Yeah, in so many ways. I think a lot of us are not used to, or we’re told not to, feel discomfort, to be afraid of being uncomfortable, to be afraid of negative feelings. That the bypass is the solution, instead of riding those waves. That can be really harmful in that we don’t learn healthy coping strategies, and ultimately, when you look at what happens with alcohol, it gives you a little high, and then it gives you quite a bit of a low as your body works to get the alcohol out of your system. So ultimately, it’s doing more damage than good, which is why a lot of people complain about anxiety. This hangover anxiety situation that comes the next morning, there’s a very real reason for that. I didn’t realize that my alcohol use was impacting my anxiety, that it was impacting my mental health. I genuinely thought it was serving me. And knowing what I know now, that’s the first thing I tell people. But at the time, it was very confusing to me. Because I didn’t see alcohol as part of the problem, but I saw all these other problems that I now know were being built through my alcohol use.

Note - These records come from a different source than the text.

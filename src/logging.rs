use std::path::PathBuf;

use tracing_subscriber::fmt::time::ChronoLocal;
use tracing_subscriber::layer::SubscriberExt;
use tracing_subscriber::util::SubscriberInitExt;
use tracing_subscriber::{fmt, EnvFilter};

const TIME_FORMAT: &str = "%Y-%m-%d %H:%M:%S%.3f";

/// Initialise logging. When `debug` is false the level is forced to `info`
/// regardless of `RUST_LOG`; when true `RUST_LOG` may override the default
/// `debug` level.
///
/// If `log_file` is given, every record is also appended to that file.
/// Calling this more than once keeps the first subscriber.
pub fn init(debug: bool, log_file: Option<PathBuf>) {
    let level = if debug { "debug" } else { "info" };

    let filter = if debug {
        EnvFilter::try_from_default_env().unwrap_or_else(|_| EnvFilter::new(level))
    } else {
        EnvFilter::new(level)
    };

    let file_layer = log_file.and_then(|path| {
        let file_name = path.file_name()?.to_owned();
        let dir = path
            .parent()
            .filter(|p| !p.as_os_str().is_empty())
            .map(PathBuf::from)
            .unwrap_or_else(|| PathBuf::from("."));
        let appender = tracing_appender::rolling::never(dir, file_name);
        Some(
            fmt::layer()
                .with_timer(ChronoLocal::new(TIME_FORMAT.to_string()))
                .with_ansi(false)
                .with_writer(appender),
        )
    });

    let _ = tracing_subscriber::registry()
        .with(filter)
        .with(fmt::layer().with_timer(ChronoLocal::new(TIME_FORMAT.to_string())))
        .with(file_layer)
        .try_init();
}
impl EventOutcome {
    fn consumed() -> Self {
        Self {
            consumed: true,
            capture: None,
        }
    }

    fn unhandled() -> Self {
        Self::default()
    }

    fn with_capture(mut self, capture: Option<bool>) -> Self {
        if capture.is_some() {
            self.capture = capture;
        }
        self
    }
}

#[derive(Debug, Clone, Copy, PartialEq, Eq)]
enum Concept {
    Shift,
    Control,
    Option,
    Command,
}

pub struct InputReconciler {
    keymap: Keymap,
    keys: KeyStateSet,
    capslock: bool,
    swap_option_command: bool,
    left_command_key: bool,
    grabbed: bool,
    focused: bool,
    buttons: u8,
    view: (u32, u32),
    guest: (u32, u32),
}

impl InputReconciler {
    pub fn new(keymap: Keymap, swap_option_command: bool, left_command_key: bool) -> Self {
        Self {
            keymap,
            keys: KeyStateSet::default(),
            capslock: false,
            swap_option_command,
            left_command_key,
            grabbed: false,
            focused: true,
            buttons: 0,
            view: (0, 0),
            guest: (0, 0),
        }
    }

    pub fn from_settings(settings: &Settings) -> Self {
        Self::new(
            Keymap::with_overrides(&settings.keymap_overrides),
            settings.swap_option_command,
            settings.left_command_key,
        )
    }

    pub fn is_grabbed(&self) -> bool {
        self.grabbed
    }

    pub fn set_swap_option_command(&mut self, swap: bool) {
        self.swap_option_command = swap;
    }

    /// View size and guest display size used to scale absolute pointer
    /// coordinates.
    pub fn set_pointer_mapping(&mut self, view: (u32, u32), guest: (u32, u32)) {
        self.view = view;
        self.guest = guest;
    }

    pub fn snapshot(&self) -> ModifierSnapshot {
        let any = |keys: [GuestKey; 2]| keys.iter().any(|k| self.keys.is_down(*k));
        ModifierSnapshot {
            shift: any(self.concept_keys(Concept::Shift)),
            control: any(self.concept_keys(Concept::Control)),
            option: any(self.concept_keys(Concept::Option)),
            command: any(self.concept_keys(Concept::Command)),
            capslock: self.capslock,
            keys: self.keys,
        }
    }

    /// Handle one host event. The engine lock must be held.
    pub fn handle(&mut self, engine: &dyn Engine, event: &HostEvent) -> EventOutcome {
        if let Some(modifiers) = event.modifiers() {
            self.repair(engine, modifiers);
        }

        match event {
            HostEvent::FlagsChanged { keycode, modifiers } => {
                self.flags_changed(engine, *keycode, *modifiers);
                EventOutcome::consumed()
            }
            HostEvent::KeyDown {
                keycode,
                modifiers,
                text,
            } => self.key_down(engine, *keycode, *modifiers, text.as_deref()),
            HostEvent::KeyUp { keycode, modifiers } => self.key_up(engine, *keycode, *modifiers),
            HostEvent::ScrollWheel { delta_y, .. } => {
                self.scroll(engine, *delta_y);
                EventOutcome::consumed()
            }
            HostEvent::MouseMoved { x, y, dx, dy, .. } => {
                if !self.grabbed {
                    return EventOutcome::unhandled();
                }
                self.queue_pointer(engine, *x, *y, *dx, *dy);
                engine.sync_input_batch();
                EventOutcome::consumed()
            }
            HostEvent::MouseButton {
                button,
                down,
                x,
                y,
                ..
            } => self.mouse_button(engine, *button, *down, *x, *y),
            HostEvent::PointerEntered => {
                let capture = if engine.pointer_is_absolute() && !self.grabbed && self.focused {
                    self.grab()
                } else {
                    None
                };
                EventOutcome::consumed().with_capture(capture)
            }
            HostEvent::PointerExited => {
                let capture = if engine.pointer_is_absolute() && self.grabbed {
                    self.ungrab()
                } else {
                    None
                };
                EventOutcome::consumed().with_capture(capture)
            }
            HostEvent::FocusChanged(focused) => {
                self.focused = *focused;
                if *focused {
                    return EventOutcome::consumed();
                }
                self.lift_all_keys(engine);
                EventOutcome::consumed().with_capture(self.ungrab())
            }
        }
    }

    /// Release pointer capture. Returns the capture change, if any.
    pub fn ungrab(&mut self) -> Option<bool> {
        if !self.grabbed {
            return None;
        }
        self.grabbed = false;
        tracing::debug!("pointer released");
        Some(false)
    }

    pub fn grab(&mut self) -> Option<bool> {
        if self.grabbed {
            return None;
        }
        self.grabbed = true;
        tracing::debug!("pointer captured");
        Some(true)
    }

    /// Send key-up for every guest key that is down.
    pub fn lift_all_keys(&mut self, engine: &dyn Engine) {
        if self.keys.is_empty() {
            return;
        }
        for key in GuestKey::ALL {
            if self.keys.is_down(key) {
                self.key_event(engine, key, false);
            }
        }
    }

    fn concept_keys(&self, concept: Concept) -> [GuestKey; 2] {
        match (concept, self.swap_option_command) {
            (Concept::Shift, _) => [GuestKey::Shift, GuestKey::ShiftR],
            (Concept::Control, _) => [GuestKey::Ctrl, GuestKey::CtrlR],
            (Concept::Option, false) | (Concept::Command, true) => [GuestKey::Alt, GuestKey::AltR],
            (Concept::Command, false) | (Concept::Option, true) => {
                [GuestKey::MetaL, GuestKey::MetaR]
            }
        }
    }

    fn repair(&mut self, engine: &dyn Engine, modifiers: HostModifiers) {
        if modifiers.contains(HostModifiers::CAPS_LOCK) != self.capslock {
            self.key_event(engine, GuestKey::CapsLock, true);
            self.key_event(engine, GuestKey::CapsLock, false);
        }
        let concepts = [
            (HostModifiers::SHIFT, Concept::Shift),
            (HostModifiers::CONTROL, Concept::Control),
            (HostModifiers::OPTION, Concept::Option),
            (HostModifiers::COMMAND, Concept::Command),
        ];
        for (flag, concept) in concepts {
            if !modifiers.contains(flag) {
                for key in self.concept_keys(concept) {
                    self.key_event(engine, key, false);
                }
            }
        }
    }

    /// Forward a key transition unless it would repeat the tracked state.
    fn key_event(&mut self, engine: &dyn Engine, key: GuestKey, down: bool) -> bool {
        if self.keys.is_down(key) == down {
            return false;
        }
        self.keys.set(key, down);
        if key == GuestKey::CapsLock && down {
            self.capslock = !self.capslock;
        }
        engine.submit_key_event(key, down);
        true
    }

    fn toggle(&mut self, engine: &dyn Engine, key: GuestKey) {
        let down = !self.keys.is_down(key);
        self.key_event(engine, key, down);
    }

    fn swapped(&self, key: GuestKey) -> GuestKey {
        if !self.swap_option_command {
            return key;
        }
        match key {
            GuestKey::Alt => GuestKey::MetaL,
            GuestKey::AltR => GuestKey::MetaR,
            GuestKey::MetaL => GuestKey::Alt,
            GuestKey::MetaR => GuestKey::AltR,
            other => other,
        }
    }

    fn guest_key(&self, keycode: u16) -> Option<GuestKey> {
        self.keymap.translate(keycode).map(|key| self.swapped(key))
    }

    fn flags_changed(&mut self, engine: &dyn Engine, keycode: u16, modifiers: HostModifiers) {
        let Some(host_key) = self.keymap.translate(keycode) else {
            tracing::trace!(keycode, "unmapped modifier key");
            return;
        };
        let required = match host_key {
            GuestKey::Shift | GuestKey::ShiftR => HostModifiers::SHIFT,
            GuestKey::Ctrl | GuestKey::CtrlR => HostModifiers::CONTROL,
            GuestKey::Alt | GuestKey::AltR => HostModifiers::OPTION,
            GuestKey::MetaL | GuestKey::MetaR => {
                if !self.grabbed || (host_key == GuestKey::MetaL && !self.left_command_key) {
                    return;
                }
                HostModifiers::COMMAND
            }
            // Caps lock is reconciled from the flags alone.
            _ => return,
        };
        if modifiers.contains(required) {
            self.toggle(engine, self.swapped(host_key));
        }
    }

    fn key_down(
        &mut self,
        engine: &dyn Engine,
        keycode: u16,
        modifiers: HostModifiers,
        text: Option<&str>,
    ) -> EventOutcome {
        if !self.grabbed && modifiers.contains(HostModifiers::COMMAND) {
            return EventOutcome::unhandled();
        }
        let key = self.guest_key(keycode);

        if modifiers.contains(HostModifiers::CONTROL | HostModifiers::OPTION) {
            match key {
                Some(GuestKey::G) => {
                    return EventOutcome::consumed().with_capture(self.ungrab());
                }
                Some(digit) => {
                    if let Some(index) = digit.console_index() {
                        tracing::debug!(index, "selecting console");
                        engine.select_console(index);
                        return EventOutcome::consumed();
                    }
                }
                None => {}
            }
        }

        if engine.current_console_is_graphical() {
            match key {
                Some(key) => {
                    self.key_event(engine, key, true);
                }
                None => tracing::trace!(keycode, "unmapped key"),
            }
        } else if let Some(console_key) =
            console::translate(key, modifiers.contains(HostModifiers::CONTROL), text)
        {
            engine.submit_console_key(console_key);
        }
        EventOutcome::consumed()
    }

    fn key_up(&mut self, engine: &dyn Engine, keycode: u16, modifiers: HostModifiers) -> EventOutcome {
        // The matching key-down went to the host.
        if !self.grabbed && modifiers.contains(HostModifiers::COMMAND) {
            return EventOutcome::consumed();
        }
        if engine.current_console_is_graphical() {
            if let Some(key) = self.guest_key(keycode) {
                self.key_event(engine, key, false);
            }
        }
        EventOutcome::consumed()
    }

    fn scroll(&mut self, engine: &dyn Engine, delta_y: f64) {
        if delta_y == 0.0 {
            return;
        }
        let button = if delta_y > 0.0 {
            GuestButton::WheelUp
        } else {
            GuestButton::WheelDown
        };
        engine.submit_button(button, true);
        engine.sync_input_batch();
        engine.submit_button(button, false);
        engine.sync_input_batch();
    }

    fn mouse_button(
        &mut self,
        engine: &dyn Engine,
        button: HostButton,
        down: bool,
        x: f64,
        y: f64,
    ) -> EventOutcome {
        if !self.grabbed {
            if button == HostButton::Left && !down && self.focused {
                return EventOutcome::consumed().with_capture(self.grab());
            }
            return EventOutcome::unhandled();
        }

        let (guest_button, bit) = match button {
            HostButton::Left => (GuestButton::Left, 1 << 0),
            HostButton::Right => (GuestButton::Right, 1 << 1),
            HostButton::Middle => (GuestButton::Middle, 1 << 2),
            HostButton::Side => (GuestButton::Side, 1 << 3),
            HostButton::Extra => (GuestButton::Extra, 1 << 4),
        };
        if (self.buttons & bit != 0) != down {
            if down {
                self.buttons |= bit;
            } else {
                self.buttons &= !bit;
            }
            engine.submit_button(guest_button, down);
        }
        self.queue_pointer(engine, x, y, 0.0, 0.0);
        engine.sync_input_batch();
        EventOutcome::consumed()
    }

    fn queue_pointer(&self, engine: &dyn Engine, x: f64, y: f64, dx: f64, dy: f64) {
        if engine.pointer_is_absolute() {
            let (view_w, view_h) = self.view;
            let (guest_w, guest_h) = self.guest;
            let scale = |value: f64, from: u32, to: u32| -> i32 {
                if from == 0 {
                    return 0;
                }
                let scaled = value * f64::from(to) / f64::from(from);
                scaled.clamp(0.0, f64::from(to)) as i32
            };
            let max_x = i32::try_from(guest_w).unwrap_or(i32::MAX);
            let max_y = i32::try_from(guest_h).unwrap_or(i32::MAX);
            engine.submit_pointer_absolute(Axis::X, scale(x, view_w, guest_w), 0, max_x);
            engine.submit_pointer_absolute(Axis::Y, scale(y, view_h, guest_h), 0, max_y);
        } else if dx != 0.0 || dy != 0.0 {
            engine.submit_pointer_relative(Axis::X, dx as i32);
            engine.submit_pointer_relative(Axis::Y, dy as i32);
        }
    }
}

Right. As you’re describing, not having other ways of coping, or even just the isolation, that that furthers isolating. When there’s the substance or the drinking, and what’s happening physiologically, and not even knowing how that’s relating to the emotional process or mental health dynamics, and even relationship dynamics, that it’s a private thing that maybe one is evaluating around how problematic their drinking is. But again, it’s so helpful in some ways, or it seems to be helpful in some ways. But I don’t know that people really talk that transparently about their drinking and the impact, so it’s further isolating,

All we see is the positive messaging around it; we see the advertising, we see the social media. Then another thing that is really dangerous, and that I see a lot of the impact in my Sober Mom Squad, is mommy wine culture, which is this messaging, this social narrative that parents, specifically mothers, need alcohol to cope with raising children. I see the implications of that, both as somebody who once did that, and as a daughter of a self-defined alcoholic, who saw the implications of my father’s drinking and the effect it had on our family. So I’ve seen both sides of that, and it’s a no-win situation. It’s a harmful message to be sending to mothers that alcohol will cure what ails you, when genuinely, we are going to be better off mentally, and our families will be better off, if we’re more present, and riding those waves, and showing our children how to ride those waves in a healthy way.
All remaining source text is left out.